§ **Exercise goal**
The answer should consist of all the records, written out word for word.

[Saved entries]

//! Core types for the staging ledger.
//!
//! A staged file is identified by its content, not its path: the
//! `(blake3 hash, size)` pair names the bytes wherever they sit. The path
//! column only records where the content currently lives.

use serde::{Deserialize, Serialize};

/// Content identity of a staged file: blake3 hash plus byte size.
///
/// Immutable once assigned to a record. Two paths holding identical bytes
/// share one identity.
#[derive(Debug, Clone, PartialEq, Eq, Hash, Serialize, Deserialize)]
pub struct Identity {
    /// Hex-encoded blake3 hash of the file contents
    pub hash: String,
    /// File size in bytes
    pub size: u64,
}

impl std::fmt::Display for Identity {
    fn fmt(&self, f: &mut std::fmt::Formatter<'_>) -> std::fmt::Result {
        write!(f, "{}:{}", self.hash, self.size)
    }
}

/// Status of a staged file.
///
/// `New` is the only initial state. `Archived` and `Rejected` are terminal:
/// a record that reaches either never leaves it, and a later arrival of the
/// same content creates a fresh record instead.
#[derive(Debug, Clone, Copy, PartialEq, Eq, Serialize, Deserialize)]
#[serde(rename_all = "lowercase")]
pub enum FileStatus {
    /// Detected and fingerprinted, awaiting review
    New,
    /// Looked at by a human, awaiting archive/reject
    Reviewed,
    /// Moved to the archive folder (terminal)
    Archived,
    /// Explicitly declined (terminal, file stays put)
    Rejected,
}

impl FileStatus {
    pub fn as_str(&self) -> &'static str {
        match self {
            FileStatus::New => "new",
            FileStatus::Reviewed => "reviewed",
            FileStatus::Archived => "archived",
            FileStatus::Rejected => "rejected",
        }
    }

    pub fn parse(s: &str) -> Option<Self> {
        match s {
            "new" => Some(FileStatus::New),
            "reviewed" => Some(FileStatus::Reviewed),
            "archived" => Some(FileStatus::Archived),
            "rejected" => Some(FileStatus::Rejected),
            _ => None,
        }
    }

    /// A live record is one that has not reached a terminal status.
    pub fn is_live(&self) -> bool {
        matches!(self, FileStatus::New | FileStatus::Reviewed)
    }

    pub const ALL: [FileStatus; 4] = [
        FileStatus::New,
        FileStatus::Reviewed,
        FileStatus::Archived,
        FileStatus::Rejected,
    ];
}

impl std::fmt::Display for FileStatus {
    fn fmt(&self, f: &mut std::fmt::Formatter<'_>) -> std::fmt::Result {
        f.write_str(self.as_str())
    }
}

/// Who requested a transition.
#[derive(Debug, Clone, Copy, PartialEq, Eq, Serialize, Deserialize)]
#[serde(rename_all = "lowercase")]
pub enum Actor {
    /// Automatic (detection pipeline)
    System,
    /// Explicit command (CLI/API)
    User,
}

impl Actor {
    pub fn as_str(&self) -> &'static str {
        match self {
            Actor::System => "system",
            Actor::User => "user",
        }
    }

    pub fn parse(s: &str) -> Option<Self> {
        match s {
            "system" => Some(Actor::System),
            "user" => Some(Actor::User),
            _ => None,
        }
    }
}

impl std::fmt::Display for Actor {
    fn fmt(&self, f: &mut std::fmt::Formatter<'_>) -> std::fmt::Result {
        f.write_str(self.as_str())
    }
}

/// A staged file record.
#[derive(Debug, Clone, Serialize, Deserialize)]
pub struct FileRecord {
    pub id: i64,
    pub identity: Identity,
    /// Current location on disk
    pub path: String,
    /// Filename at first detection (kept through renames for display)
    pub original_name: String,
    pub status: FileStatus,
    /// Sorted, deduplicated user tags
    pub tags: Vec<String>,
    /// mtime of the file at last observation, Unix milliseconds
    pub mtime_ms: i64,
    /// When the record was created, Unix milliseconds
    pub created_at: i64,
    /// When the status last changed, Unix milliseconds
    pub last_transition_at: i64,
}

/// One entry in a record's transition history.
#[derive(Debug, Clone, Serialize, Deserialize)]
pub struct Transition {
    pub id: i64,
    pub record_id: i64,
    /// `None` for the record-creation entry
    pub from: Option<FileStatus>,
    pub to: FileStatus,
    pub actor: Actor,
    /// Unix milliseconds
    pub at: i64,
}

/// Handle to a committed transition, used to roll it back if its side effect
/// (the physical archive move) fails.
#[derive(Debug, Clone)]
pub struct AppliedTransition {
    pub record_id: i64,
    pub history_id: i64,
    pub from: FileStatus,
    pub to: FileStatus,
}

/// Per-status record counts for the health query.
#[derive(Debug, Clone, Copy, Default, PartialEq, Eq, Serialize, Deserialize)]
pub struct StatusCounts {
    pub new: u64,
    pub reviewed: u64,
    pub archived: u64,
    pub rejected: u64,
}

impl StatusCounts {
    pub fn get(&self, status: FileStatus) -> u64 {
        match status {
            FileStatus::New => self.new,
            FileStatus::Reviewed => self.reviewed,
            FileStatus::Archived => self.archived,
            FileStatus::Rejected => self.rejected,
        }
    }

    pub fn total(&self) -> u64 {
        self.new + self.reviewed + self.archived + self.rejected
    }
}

§ **Reply**
//! Core types for the staging ledger.
//!
//! A staged file is identified by its content, not its path: the
//! `(blake3 hash, size)` pair names the bytes wherever they sit. The path
//! column only records where the content currently lives.

use serde::{Deserialize, Serialize};

/// Content identity of a staged file: blake3 hash plus byte size.
///
/// Immutable once assigned to a record. Two paths holding identical bytes
/// share one identity.
#[derive(Debug, Clone, PartialEq, Eq, Hash, Serialize, Deserialize)]
pub struct Identity {
    /// Hex-encoded blake3 hash of the file contents
    pub hash: String,
    /// File size in bytes
    pub size: u64,
}

impl std::fmt::Display for Identity {
    fn fmt(&self, f: &mut std::fmt::Formatter<'_>) -> std::fmt::Result {
        write!(f, "{}:{}", self.hash, self.size)
    }
}

/// Status of a staged file.
///
/// `New` is the only initial state. `Archived` and `Rejected` are terminal:
/// a record that reaches either never leaves it, and a later arrival of the
/// same content creates a fresh record instead.
#[derive(Debug, Clone, Copy, PartialEq, Eq, Serialize, Deserialize)]
#[serde(rename_all = "lowercase")]
pub enum FileStatus {
    /// Detected and fingerprinted, awaiting review
    New,
    /// Looked at by a human, awaiting archive/reject
    Reviewed,
    /// Moved to the archive folder (terminal)
    Archived,
    /// Explicitly declined (terminal, file stays put)
    Rejected,
}

impl FileStatus {
    pub fn as_str(&self) -> &'static str {
        match self {
            FileStatus::New => "new",
            FileStatus::Reviewed => "reviewed",
            FileStatus::Archived => "archived",
            FileStatus::Rejected => "rejected",
        }
    }

    pub fn parse(s: &str) -> Option<Self> {
        match s {
            "new" => Some(FileStatus::New),
            "reviewed" => Some(FileStatus::Reviewed),
            "archived" => Some(FileStatus::Archived),
            "rejected" => Some(FileStatus::Rejected),
            _ => None,
        }
    }

    /// A live record is one that has not reached a terminal status.
    pub fn is_live(&self) -> bool {
        matches!(self, FileStatus::New | FileStatus::Reviewed)
    }

    pub const ALL: [FileStatus; 4] = [
        FileStatus::New,
        FileStatus::Reviewed,
        FileStatus::Archived,
        FileStatus::Rejected,
    ];
}

impl std::fmt::Display for FileStatus {
    fn fmt(&self, f: &mut std::fmt::Formatter<'_>) -> std::fmt::Result {
        f.write_str(self.as_str())
    }
}

/// Who requested a transition.
#[derive(Debug, Clone, Copy, PartialEq, Eq, Serialize, Deserialize)]
#[serde(rename_all = "lowercase")]
pub enum Actor {
    /// Automatic (detection pipeline)
    System,
    /// Explicit command (CLI/API)
    User,
}

impl Actor {
    pub fn as_str(&self) -> &'static str {
        match self {
            Actor::System => "system",
            Actor::User => "user",
        }
    }

    pub fn parse(s: &str) -> Option<Self> {
        match s {
            "system" => Some(Actor::System),
            "user" => Some(Actor::User),
            _ => None,
        }
    }
}

impl std::fmt::Display for Actor {
    fn fmt(&self, f: &mut std::fmt::Formatter<'_>) -> std::fmt::Result {
        f.write_str(self.as_str())
    }
}

/// A staged file record.
#[derive(Debug, Clone, Serialize, Deserialize)]
pub struct FileRecord {
    pub id: i64,
    pub identity: Identity,
    /// Current location on disk
    pub path: String,
    /// Filename at first detection (kept through renames for display)
    pub original_name: String,
    pub status: FileStatus,
    /// Sorted, deduplicated user tags
    pub tags: Vec<String>,
    /// mtime of the file at last observation, Unix milliseconds
    pub mtime_ms: i64,
    /// When the record was created, Unix milliseconds
    pub created_at: i64,
    /// When the status last changed, Unix milliseconds
    pub last_transition_at: i64,
}

/// One entry in a record's transition history.
#[derive(Debug, Clone, Serialize, Deserialize)]
pub struct Transition {
    pub id: i64,
    pub record_id: i64,
    /// `None` for the record-creation entry
    pub from: Option<FileStatus>,
    pub to: FileStatus,
    pub actor: Actor,
    /// Unix milliseconds
    pub at: i64,
}

/// Handle to a committed transition, used to roll it back if its side effect
/// (the physical archive move) fails.
#[derive(Debug, Clone)]
pub struct AppliedTransition {
    pub record_id: i64,
    pub history_id: i64,
    pub from: FileStatus,
    pub to: FileStatus,
}

/// Per-status record counts for the health query.
#[derive(Debug, Clone, Copy, Default, PartialEq, Eq, Serialize, Deserialize)]
pub struct StatusCounts {
    pub new: u64,
    pub reviewed: u64,
    pub archived: u64,
    pub rejected: u64,
}

impl StatusCounts {
    pub fn get(&self, status: FileStatus) -> u64 {
        match status {
            FileStatus::New => self.new,
            FileStatus::Reviewed => self.reviewed,
            FileStatus::Archived => self.archived,
            FileStatus::Rejected => self.rejected,
        }
    }

    pub fn total(&self) -> u64 {
        self.new + self.reviewed + self.archived + self.rejected
    }
}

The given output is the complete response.